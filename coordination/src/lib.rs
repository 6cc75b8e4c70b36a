//! Jarvis Coordination Library
//!
//! The coordination backbone shared by the assistant's capability modules
//! (speech, vision, automation, ...):
//! - [`events`]: prioritized asynchronous publish/subscribe event bus
//! - [`context`]: scoped, expiring key/value context with sessions and
//!   per-user state
//! - [`assistant`]: [`AssistantCore`], which owns one of each for the process
//!
//! Modules never reference each other directly. They publish and subscribe
//! to event types on the bus and read or write shared context.
//!
//! # Usage
//!
//! ```bash
//! # Run the demonstration binary
//! jarvis-coordination
//!
//! # With a config file and a faster sweep
//! jarvis-coordination --config ./jarvis.toml --cleanup-interval-secs 30
//!
//! # Environment overrides
//! JARVIS_EVENT_HISTORY_CAPACITY=5000 RUST_LOG=jarvis_coordination=debug jarvis-coordination
//! ```

#![allow(clippy::uninlined_format_args)]

pub mod assistant;
pub mod background;
pub mod config;
pub mod context;
pub mod events;

pub use assistant::AssistantCore;
pub use config::{ContextConfig, CoordinationConfig, EventBusConfig};
pub use context::{
    ContextEntry, ContextError, ContextManager, ContextResult, ContextScope, ContextStats,
    SharedContextManager, UserContext,
};
pub use events::{
    event_types, Event, EventBus, EventBusError, EventBusStats, EventHandler, EventPriority,
    FnHandler, SharedEventBus, SharedHandler,
};
//! Context data model
//!
//! These types are owned by the [`ContextManager`](super::ContextManager)
//! and handed out to callers as clones.

use std::collections::{BTreeMap, BTreeSet, HashMap, VecDeque};

use chrono::{DateTime, Duration, Utc};
use serde::{Deserialize, Serialize};
use serde_json::Value;

use super::error::{ContextError, ContextResult};

/// Unique identifier for sessions
pub type SessionId = String;

/// Unique identifier for users
pub type UserId = String;

/// Partition of the context key space
#[derive(Debug, Clone, Copy, PartialEq, Eq, Hash, PartialOrd, Ord, Serialize, Deserialize)]
#[serde(rename_all = "snake_case")]
pub enum ContextScope {
    /// Current session; keys are namespaced by session id
    Session,
    /// User-specific
    User,
    /// System-wide
    Global,
    /// Task-specific
    Task,
}

impl ContextScope {
    /// All scopes
    pub fn all() -> &'static [ContextScope] {
        &[
            ContextScope::Session,
            ContextScope::User,
            ContextScope::Global,
            ContextScope::Task,
        ]
    }

    /// Lowercase scope name
    pub fn as_str(&self) -> &'static str {
        match self {
            ContextScope::Session => "session",
            ContextScope::User => "user",
            ContextScope::Global => "global",
            ContextScope::Task => "task",
        }
    }
}

impl std::fmt::Display for ContextScope {
    fn fmt(&self, f: &mut std::fmt::Formatter<'_>) -> std::fmt::Result {
        f.write_str(self.as_str())
    }
}

/// A single stored context value
#[derive(Debug, Clone, PartialEq, Serialize, Deserialize)]
pub struct ContextEntry {
    /// Effective key (session keys include the `{session_id}:` prefix)
    pub key: String,
    pub value: Value,
    pub scope: ContextScope,
    pub created_at: DateTime<Utc>,
    pub expires_at: Option<DateTime<Utc>>,
    #[serde(default, skip_serializing_if = "HashMap::is_empty")]
    pub metadata: HashMap<String, Value>,
}

impl ContextEntry {
    /// Create an entry stamped with the current time
    ///
    /// Fails with [`ContextError::InvalidTtl`] when the expiry instant is not
    /// representable.
    pub fn new(
        key: impl Into<String>,
        value: Value,
        scope: ContextScope,
        expires_in: Option<Duration>,
    ) -> ContextResult<Self> {
        let created_at = Utc::now();
        let expires_at = match expires_in {
            Some(ttl) => Some(
                created_at
                    .checked_add_signed(ttl)
                    .ok_or(ContextError::InvalidTtl { ttl })?,
            ),
            None => None,
        };
        Ok(Self {
            key: key.into(),
            value,
            scope,
            created_at,
            expires_at,
            metadata: HashMap::new(),
        })
    }

    /// Attach metadata
    pub fn with_metadata(mut self, metadata: HashMap<String, Value>) -> Self {
        self.metadata = metadata;
        self
    }

    /// Whether the entry has expired at `now`
    ///
    /// An entry is expired from its expiry instant onward, so a zero TTL is
    /// already expired on the next read.
    pub fn is_expired_at(&self, now: DateTime<Utc>) -> bool {
        self.expires_at.is_some_and(|at| now >= at)
    }

    /// Whether the entry has expired now
    pub fn is_expired(&self) -> bool {
        self.is_expired_at(Utc::now())
    }
}

/// One message in a user's conversation history
#[derive(Debug, Clone, PartialEq, Serialize, Deserialize)]
pub struct ConversationRecord {
    /// When the message was added
    pub timestamp: DateTime<Utc>,
    /// Module-defined message fields (role, text, intent, ...)
    pub message: Value,
}

/// Per-user state
#[derive(Debug, Clone, PartialEq, Serialize, Deserialize)]
pub struct UserContext {
    pub user_id: UserId,
    pub preferences: HashMap<String, Value>,
    /// Oldest first, bounded by the manager's history limit
    pub conversation_history: VecDeque<ConversationRecord>,
    pub current_tasks: BTreeSet<String>,
    pub last_activity: DateTime<Utc>,
}

impl UserContext {
    pub fn new(user_id: impl Into<UserId>) -> Self {
        Self {
            user_id: user_id.into(),
            preferences: HashMap::new(),
            conversation_history: VecDeque::new(),
            current_tasks: BTreeSet::new(),
            last_activity: Utc::now(),
        }
    }

    /// Touch the user to update last activity
    pub fn touch(&mut self) {
        self.last_activity = Utc::now();
    }

    /// Append a message, dropping the oldest beyond `max_history`
    pub fn push_message(&mut self, message: Value, max_history: usize) {
        self.conversation_history.push_back(ConversationRecord {
            timestamp: Utc::now(),
            message,
        });
        while self.conversation_history.len() > max_history {
            self.conversation_history.pop_front();
        }
        self.touch();
    }
}

/// Context manager statistics
#[derive(Debug, Clone, Default, PartialEq, Serialize, Deserialize)]
pub struct ContextStats {
    pub active_sessions: usize,
    pub user_contexts: usize,
    /// Entry count per scope name
    pub context_counts: BTreeMap<String, usize>,
    pub total_entries: usize,
}

impl ContextStats {
    /// Entry count for one scope
    pub fn count(&self, scope: ContextScope) -> usize {
        self.context_counts.get(scope.as_str()).copied().unwrap_or(0)
    }
}

#[cfg(test)]
mod tests {
    use super::*;
    use serde_json::json;

    #[test]
    fn test_entry_without_ttl_never_expires() {
        let entry = ContextEntry::new("k", json!(1), ContextScope::Global, None).unwrap();
        assert!(!entry.is_expired());
        assert!(!entry.is_expired_at(Utc::now() + Duration::days(3650)));
    }

    #[test]
    fn test_entry_expiry_boundary() {
        let entry = ContextEntry::new("k", json!(1), ContextScope::Task, Some(Duration::seconds(10)))
            .unwrap();
        let expires_at = entry.expires_at.unwrap();

        assert!(!entry.is_expired_at(expires_at - Duration::milliseconds(1)));
        assert!(entry.is_expired_at(expires_at));
    }

    #[test]
    fn test_zero_ttl_is_expired_immediately() {
        let entry = ContextEntry::new("k", json!(1), ContextScope::Task, Some(Duration::zero())).unwrap();
        assert!(entry.is_expired());
    }

    #[test]
    fn test_out_of_range_ttl_is_rejected() {
        for ttl in [Duration::MAX, Duration::MIN] {
            let err = ContextEntry::new("k", json!(1), ContextScope::Task, Some(ttl)).unwrap_err();
            assert!(matches!(err, ContextError::InvalidTtl { .. }));
        }
    }

    #[test]
    fn test_push_message_bounds_history() {
        let mut user = UserContext::new("alice");
        for i in 0..5 {
            user.push_message(json!({ "n": i }), 3);
        }

        assert_eq!(user.conversation_history.len(), 3);
        assert_eq!(user.conversation_history[0].message["n"], 2);
        assert_eq!(user.conversation_history[2].message["n"], 4);
    }

    #[test]
    fn test_scope_names() {
        let names: Vec<&str> = ContextScope::all().iter().map(ContextScope::as_str).collect();
        assert_eq!(names, vec!["session", "user", "global", "task"]);
        assert_eq!(ContextScope::Global.to_string(), "global");
    }
}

- - -

> **TASK INSTRUCTIONS**
Which lines of the data contain "ContextStats"? Copy them all.

> **EXERCISE SOLUTION**
    ContextEntry, ContextError, ContextManager, ContextResult, ContextScope, ContextStats,
pub struct ContextStats {
impl ContextStats {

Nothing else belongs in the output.